Action item:
Gather from the listing below each line that includes the word "listeners", and copy it.

Source information:
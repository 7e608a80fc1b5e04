use clap::{Parser, Subcommand};
use simnet::config::{self, Scenario};
use simnet::protocol::LinkAddr;
use simnet::sim::{EtherDevice, Simulator};
use simnet::stack::StackConfig;
use simnet::telemetry::{init_logging, LogSettings};
use std::path::PathBuf;
use std::time::Duration;
use tracing::info;

#[derive(Parser)]
#[command(name = "simnet")]
#[command(about = "A discrete-event IPv4 stack simulator")]
struct Cli {
    #[command(subcommand)]
    command: Commands,
}

#[derive(Subcommand)]
enum Commands {
    /// Run a scenario
    Run {
        /// Path to scenario.toml
        #[arg(short, long, default_value = "scenario.toml")]
        scenario: PathBuf,

        /// Stop the simulation at this virtual time (microseconds)
        #[arg(long)]
        until_us: Option<u64>,
    },
    /// Validate a scenario without running it
    Validate {
        /// Path to scenario.toml
        #[arg(short, long, default_value = "scenario.toml")]
        scenario: PathBuf,
    },
}

fn main() {
    let cli = Cli::parse();

    let result = match cli.command {
        Commands::Run { scenario, until_us } => cmd_run(&scenario, until_us),
        Commands::Validate { scenario } => cmd_validate(&scenario),
    };

    if let Err(e) = result {
        eprintln!("[ERROR] {}", e);
        std::process::exit(1);
    }
}

fn cmd_validate(path: &PathBuf) -> Result<(), String> {
    println!("[INFO] Validating {}...", path.display());

    let scenario = config::load(path).map_err(|e| e.to_string())?;
    let validation = config::validate(&scenario);
    validation.print_diagnostics();

    if validation.has_errors() {
        Err("validation failed".to_string())
    } else {
        println!("[INFO] Scenario is valid");
        Ok(())
    }
}

fn cmd_run(path: &PathBuf, until_us: Option<u64>) -> Result<(), String> {
    let scenario = config::load(path).map_err(|e| e.to_string())?;

    let log_settings = scenario.log.as_ref().map(|log| LogSettings {
        level: log.level.clone().unwrap_or_else(|| "info".to_string()),
        format: log.format.clone().unwrap_or_else(|| "pretty".to_string()),
    });
    init_logging(log_settings.as_ref());

    let validation = config::validate(&scenario);
    validation.print_diagnostics();
    if validation.has_errors() {
        return Err("validation failed".to_string());
    }

    let mut sim = build_simulator(&scenario).map_err(|e| e.to_string())?;

    info!(
        nodes = scenario.nodes.len(),
        segments = scenario.segments.len(),
        flows = scenario.flows.len(),
        "simulation starting"
    );

    match until_us {
        Some(us) => sim.run_until(Duration::from_micros(us)),
        None => sim.run(),
    }

    info!(elapsed_us = sim.now().as_micros() as u64, "simulation finished");

    for index in 0..sim.node_count() {
        let node = sim.node(index);
        let metrics = node.metrics();
        println!("--- {} ---", node.name());
        for (name, value) in metrics.snapshot() {
            println!("  {:<20} {}", name, value);
        }
    }

    Ok(())
}

/// Instantiate nodes, devices, segments, listeners and flows.
fn build_simulator(scenario: &Scenario) -> simnet::Result<Simulator> {
    let mut sim = Simulator::new();
    let stack_config = StackConfig {
        default_ttl: scenario.defaults.ttl,
        compute_checksums: scenario.defaults.checksums,
    };

    let mut next_mac: u16 = 1;
    for node_config in &scenario.nodes {
        let node = sim.add_node_with_config(node_config.name.clone(), stack_config);

        for iface_config in &node_config.interfaces {
            let (address, mask) = config::parse_cidr(&iface_config.address)?;
            let link_addr = match &iface_config.link_addr {
                Some(s) => s
                    .parse::<LinkAddr>()
                    .map_err(|e| simnet::Error::Scenario(e.to_string()))?,
                None => {
                    let [hi, lo] = next_mac.to_be_bytes();
                    next_mac += 1;
                    LinkAddr([0x02, 0, 0, 0, hi, lo])
                }
            };

            let stack = sim.node_mut(node);
            let iface = stack.add_interface(Box::new(EtherDevice::new(link_addr, iface_config.mtu)));
            stack.set_address(iface, address);
            stack.set_mask(iface, mask);
            if let Some(metric) = iface_config.metric {
                stack.set_metric(iface, metric);
            }
            stack.set_up(iface);
        }

        for route in &node_config.routes {
            let stack = sim.node_mut(node);
            if route.destination == "default" {
                let gateway = route.gateway.ok_or_else(|| {
                    simnet::Error::Scenario("default route requires a gateway".to_string())
                })?;
                stack.set_default_route(gateway, route.interface);
            } else if route.destination.contains('/') {
                let (dest, mask) = config::parse_cidr(&route.destination)?;
                match route.gateway {
                    Some(gw) => stack.add_network_route_via(dest, mask, gw, route.interface),
                    None => stack.add_network_route(dest, mask, route.interface),
                }
            } else {
                let dest = route.destination.parse().map_err(|_| {
                    simnet::Error::Scenario(format!("invalid destination {}", route.destination))
                })?;
                match route.gateway {
                    Some(gw) => stack.add_host_route_via(dest, gw, route.interface),
                    None => stack.add_host_route(dest, route.interface),
                }
            }
        }
    }

    for segment_config in &scenario.segments {
        let segment = sim.add_segment(Duration::from_micros(segment_config.delay_us));
        for tap in &segment_config.taps {
            let node = sim.node_index(&tap.node).ok_or_else(|| {
                simnet::Error::NodeNotFound {
                    name: tap.node.clone(),
                }
            })?;
            sim.attach(segment, node, tap.interface);
        }
    }

    for listener in &scenario.listeners {
        let node = sim
            .node_index(&listener.node)
            .ok_or_else(|| simnet::Error::NodeNotFound {
                name: listener.node.clone(),
            })?;
        let stack = sim.node_mut(node);
        let id = match listener.address {
            Some(addr) => stack.udp_allocate_with_address_port(addr, listener.port),
            None => stack.udp_allocate_with_port(listener.port),
        }
        .ok_or_else(|| {
            simnet::Error::Scenario(format!(
                "listeners: port {} on {} already taken",
                listener.port, listener.node
            ))
        })?;

        let name = listener.node.clone();
        let port = listener.port;
        if let Some(endpoint) = stack.udp_endpoint_mut(id) {
            endpoint.set_receive_callback(Box::new(move |payload, src, src_port| {
                info!(
                    node = %name,
                    port,
                    %src,
                    src_port,
                    payload = %String::from_utf8_lossy(payload),
                    "datagram received"
                );
            }));
        }
    }

    for flow in &scenario.flows {
        let node = sim
            .node_index(&flow.from)
            .ok_or_else(|| simnet::Error::NodeNotFound {
                name: flow.from.clone(),
            })?;
        let stack = sim.node_mut(node);
        let id = stack.udp_allocate().ok_or_else(|| {
            simnet::Error::Scenario("ephemeral port space exhausted".to_string())
        })?;
        let src_port = stack
            .udp_endpoint_mut(id)
            .map(|ep| ep.local_port())
            .unwrap_or_default();

        sim.schedule_udp_send(
            Duration::from_micros(flow.at_us),
            node,
            src_port,
            flow.to,
            flow.port,
            flow.payload.clone().into_bytes(),
        );
    }

    Ok(sim)
}
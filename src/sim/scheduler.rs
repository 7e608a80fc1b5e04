//! Discrete-event scheduler
//!
//! Events fire in timestamp order; events with equal timestamps fire in
//! registration order. Nothing here reorders packets.

use crate::sim::Clock;
use std::cmp::Ordering;
use std::collections::{BinaryHeap, HashSet};
use std::time::Duration;

/// Handle for cancelling a scheduled event.
#[derive(Debug, Clone, Copy, PartialEq, Eq, Hash)]
pub struct EventToken(u64);

struct Scheduled<E> {
    at: Duration,
    seq: u64,
    event: E,
}

// Reverse ordering on (at, seq) turns the max-heap into earliest-first.
impl<E> PartialEq for Scheduled<E> {
    fn eq(&self, other: &Self) -> bool {
        self.at == other.at && self.seq == other.seq
    }
}

impl<E> Eq for Scheduled<E> {}

impl<E> PartialOrd for Scheduled<E> {
    fn partial_cmp(&self, other: &Self) -> Option<Ordering> {
        Some(self.cmp(other))
    }
}

impl<E> Ord for Scheduled<E> {
    fn cmp(&self, other: &Self) -> Ordering {
        (other.at, other.seq).cmp(&(self.at, self.seq))
    }
}

/// Event queue driving the simulation.
pub struct Scheduler<E> {
    clock: Clock,
    queue: BinaryHeap<Scheduled<E>>,
    cancelled: HashSet<u64>,
    next_seq: u64,
}

impl<E> Scheduler<E> {
    pub fn new(clock: Clock) -> Self {
        Self {
            clock,
            queue: BinaryHeap::new(),
            cancelled: HashSet::new(),
            next_seq: 0,
        }
    }

    /// Current simulated time.
    pub fn now(&self) -> Duration {
        self.clock.now()
    }

    /// Schedule `event` to fire `delay` after the current time.
    pub fn schedule(&mut self, delay: Duration, event: E) -> EventToken {
        let seq = self.next_seq;
        self.next_seq += 1;
        self.queue.push(Scheduled {
            at: self.clock.now() + delay,
            seq,
            event,
        });
        EventToken(seq)
    }

    /// Cancel a previously scheduled event. Cancelling an event that
    /// already fired is a no-op.
    pub fn cancel(&mut self, token: EventToken) {
        self.cancelled.insert(token.0);
    }

    /// Pop the next event, advancing the clock to its timestamp.
    pub fn pop(&mut self) -> Option<(Duration, E)> {
        while let Some(scheduled) = self.queue.pop() {
            if self.cancelled.remove(&scheduled.seq) {
                continue;
            }
            self.clock.advance_to(scheduled.at);
            return Some((scheduled.at, scheduled.event));
        }
        None
    }

    /// Timestamp of the next pending event, if any.
    pub fn peek_time(&mut self) -> Option<Duration> {
        loop {
            let (at, seq) = match self.queue.peek() {
                Some(scheduled) => (scheduled.at, scheduled.seq),
                None => return None,
            };
            if self.cancelled.contains(&seq) {
                self.queue.pop();
                self.cancelled.remove(&seq);
                continue;
            }
            return Some(at);
        }
    }

    pub fn is_empty(&mut self) -> bool {
        self.peek_time().is_none()
    }
}
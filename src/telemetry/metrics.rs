//! Packet statistics for one simulated stack.
//!
//! Policy drops (no route, TTL expired, MTU exceeded, dead ARP entries and
//! the like) are never surfaced as errors on the datapath; these counters
//! are the observer side-channel that records them.

use std::sync::atomic::{AtomicU64, Ordering};

/// Counter with relaxed increment semantics.
#[derive(Debug, Default)]
pub struct Counter(AtomicU64);

impl Counter {
    pub fn new() -> Self {
        Self(AtomicU64::new(0))
    }

    /// Increments the counter by 1.
    pub fn inc(&self) {
        self.0.fetch_add(1, Ordering::Relaxed);
    }

    /// Adds a value to the counter.
    pub fn add(&self, val: u64) {
        self.0.fetch_add(val, Ordering::Relaxed);
    }

    /// Gets the current value of the counter.
    pub fn get(&self) -> u64 {
        self.0.load(Ordering::Relaxed)
    }
}

/// Per-node stack statistics.
#[derive(Debug, Default)]
pub struct StackMetrics {
    /// IPv4 packets handed to an interface for transmission.
    pub tx_packets: Counter,
    /// IPv4 packets received from a device.
    pub rx_packets: Counter,
    /// Packets forwarded on behalf of other hosts.
    pub packets_forwarded: Counter,
    /// Packets delivered to a local transport protocol.
    pub packets_delivered: Counter,
    /// UDP payload copies handed to endpoints.
    pub udp_delivered: Counter,

    // Address resolution
    /// Resolution requests sent.
    pub arp_requests_sent: Counter,
    /// Resolution replies sent.
    pub arp_replies_sent: Counter,
    /// Replies ignored because no entry was waiting (anti-spoofing).
    pub arp_replies_ignored: Counter,

    // Drops, by reason
    /// No route to the destination.
    pub drop_no_route: Counter,
    /// TTL expired during forwarding.
    pub drop_ttl_expired: Counter,
    /// Packet larger than the outgoing interface MTU.
    pub drop_mtu_exceeded: Counter,
    /// Interface was administratively down.
    pub drop_iface_down: Counter,
    /// Send attempt hit a dead resolution entry.
    pub drop_arp_dead: Counter,
    /// Pending packet displaced by a newer one while waiting for a reply.
    pub drop_arp_displaced: Counter,
    /// Outstanding resolution request expired with a packet still held.
    pub drop_arp_wait_expired: Counter,
    /// Pending packets discarded by a cache flush.
    pub drop_arp_flushed: Counter,
    /// Malformed header at any layer.
    pub drop_bad_header: Counter,
    /// Transport checksum validation failed.
    pub drop_bad_checksum: Counter,
    /// No endpoint matched an inbound datagram.
    pub drop_no_endpoint: Counter,
    /// No transport registered for the IP protocol number.
    pub drop_no_protocol: Counter,
}

impl StackMetrics {
    pub fn new() -> Self {
        Self::default()
    }

    /// Total packets dropped for policy reasons.
    pub fn drops_total(&self) -> u64 {
        self.drop_no_route.get()
            + self.drop_ttl_expired.get()
            + self.drop_mtu_exceeded.get()
            + self.drop_iface_down.get()
            + self.drop_arp_dead.get()
            + self.drop_arp_displaced.get()
            + self.drop_arp_wait_expired.get()
            + self.drop_arp_flushed.get()
            + self.drop_bad_header.get()
            + self.drop_bad_checksum.get()
            + self.drop_no_endpoint.get()
            + self.drop_no_protocol.get()
    }

    /// Name/value pairs for summary output.
    pub fn snapshot(&self) -> Vec<(&'static str, u64)> {
        vec![
            ("tx_packets", self.tx_packets.get()),
            ("rx_packets", self.rx_packets.get()),
            ("packets_forwarded", self.packets_forwarded.get()),
            ("packets_delivered", self.packets_delivered.get()),
            ("udp_delivered", self.udp_delivered.get()),
            ("arp_requests_sent", self.arp_requests_sent.get()),
            ("arp_replies_sent", self.arp_replies_sent.get()),
            ("drops_total", self.drops_total()),
        ]
    }
}

#[cfg(test)]
mod tests {
    use super::*;

    #[test]
    fn test_counter() {
        let counter = Counter::new();
        assert_eq!(counter.get(), 0);
        counter.inc();
        counter.add(4);
        assert_eq!(counter.get(), 5);
    }

    #[test]
    fn test_drops_total() {
        let metrics = StackMetrics::new();
        metrics.drop_no_route.inc();
        metrics.drop_ttl_expired.add(2);
        metrics.tx_packets.add(10);
        assert_eq!(metrics.drops_total(), 3);
    }

    #[test]
    fn test_snapshot_names_unique() {
        let metrics = StackMetrics::new();
        let snapshot = metrics.snapshot();
        let mut names: Vec<_> = snapshot.iter().map(|(n, _)| *n).collect();
        names.sort_unstable();
        names.dedup();
        assert_eq!(names.len(), snapshot.len());
    }
}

Exercise output:
/// Instantiate nodes, devices, segments, listeners and flows.
    for listener in &scenario.listeners {
                "listeners: port {} on {} already taken",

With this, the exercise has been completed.